3D Particle Tracking Velocimetry Applied To Platelet-Size Particles In Red Blood Cells Suspensions Flows Through Squared Microchannels
G. Coutinho (1), M Rossi (2), A. Moita (1,3), A. L. N. Moreira (1)
(1) IN+ Center for Innovation, Technology and Policy Research, Instituto Superior Técnico, Portugal
(2) Department of Physics, Technical University of Denmark, Denmark
(3) CINAMIL - Centro de Investigação Desenvolvimento e Inovação da Academia Militar, Academia, Portugal
DOI:
General defocusing particle tracking (GDPT) method is used to characterize the motion of platelet-size particles within red blood cell (RBC) suspension flows through straight-square microchannels. The method is able to characterize the three-dimensional (3D) nature of particle-RBC interactions, however the measurement depth is limited by the height of the microchannel and hematocrit level (Hct). The RBC mask the particle images and detection becomes impossible above a limit depth. The pressure-driven flow is characterized by velocity distributions and 3D trajectories of platelet-size particles within the RBC suspensions. At large hematocrit levels (Hct=30 %), the velocity distribution exhibits a blunter profile typical of blood flow in capillary-size microchannels.
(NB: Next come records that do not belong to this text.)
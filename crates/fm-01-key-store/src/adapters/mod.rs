//! # Adapters Module
//!
//! - `fs`: directory-per-minion storage
//! - `memory`: in-memory storage for tests
//! - `lock`: process lock on the store directory

pub mod fs;
pub mod lock;
pub mod memory;
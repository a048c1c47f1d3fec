//! # Ports Layer

pub mod outbound;
// Logging setup shared by the relay binaries
use tracing_subscriber::layer::SubscriberExt;
use tracing_subscriber::util::SubscriberInitExt;
use tracing_subscriber::EnvFilter;

/// Default directives when `RUST_LOG` is unset
pub const DEFAULT_FILTER: &str = "info,relay_core=info";

/// Install a fmt subscriber filtered by `RUST_LOG`, falling back to `default_filter`.
///
/// Returns `false` when a global subscriber was already installed (e.g. by a
/// test harness); the existing one is left in place.
pub fn init_tracing(default_filter: &str) -> bool {
    let env_filter =
        EnvFilter::try_from_default_env().unwrap_or_else(|_| EnvFilter::new(default_filter));

    tracing_subscriber::registry()
        .with(env_filter)
        .with(tracing_subscriber::fmt::layer().with_target(true))
        .try_init()
        .is_ok()
}
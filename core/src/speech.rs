//! Speech capabilities used by the relay. Engines live outside this crate.

use async_trait::async_trait;

use crate::Result;

#[derive(Debug, Clone, PartialEq, Eq)]
pub struct AudioClip {
    pub bytes: Vec<u8>,
    pub mime_type: String,
}

impl AudioClip {
    pub fn new(bytes: Vec<u8>, mime_type: impl Into<String>) -> Self {
        Self {
            bytes,
            mime_type: mime_type.into(),
        }
    }
}

/// Speech to text
#[async_trait]
pub trait Transcriber: Send + Sync {
    async fn transcribe(&self, audio: &AudioClip) -> Result<String>;
}

/// Text to speech
#[async_trait]
pub trait Synthesizer: Send + Sync {
    async fn synthesize(&self, text: &str) -> Result<AudioClip>;
}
In addition, the interplay between blood viscosity and pressure-driven flow causes the velocity magnitude to decrease, in the center region, with increasing hematocrit. The platelet-size particles exhibit larger velocity fluctuations along the spanwise and vertical directions as Hct is increased, both inside the RBC-rich region and cell-free layer (CFL). On one hand, inside the RBC-rich zone the increasing number of flowing RBC leads to more frequent particle-RBC collisions. On the other hand, even though the particle movement inside the CFL is confined between the boundary of the RBC and the wall of the microchannel, as the thickness of the CFL decreases (i.e. increasing Hct) the collisions with RBC become more frequent. To the authors knowledge, these results represent the first experimental characterization of 3D platelet-size particle behaviour and near-wall dynamics within RBC-suspensions, and it paves the way for more detailed particle-cell flows characterization.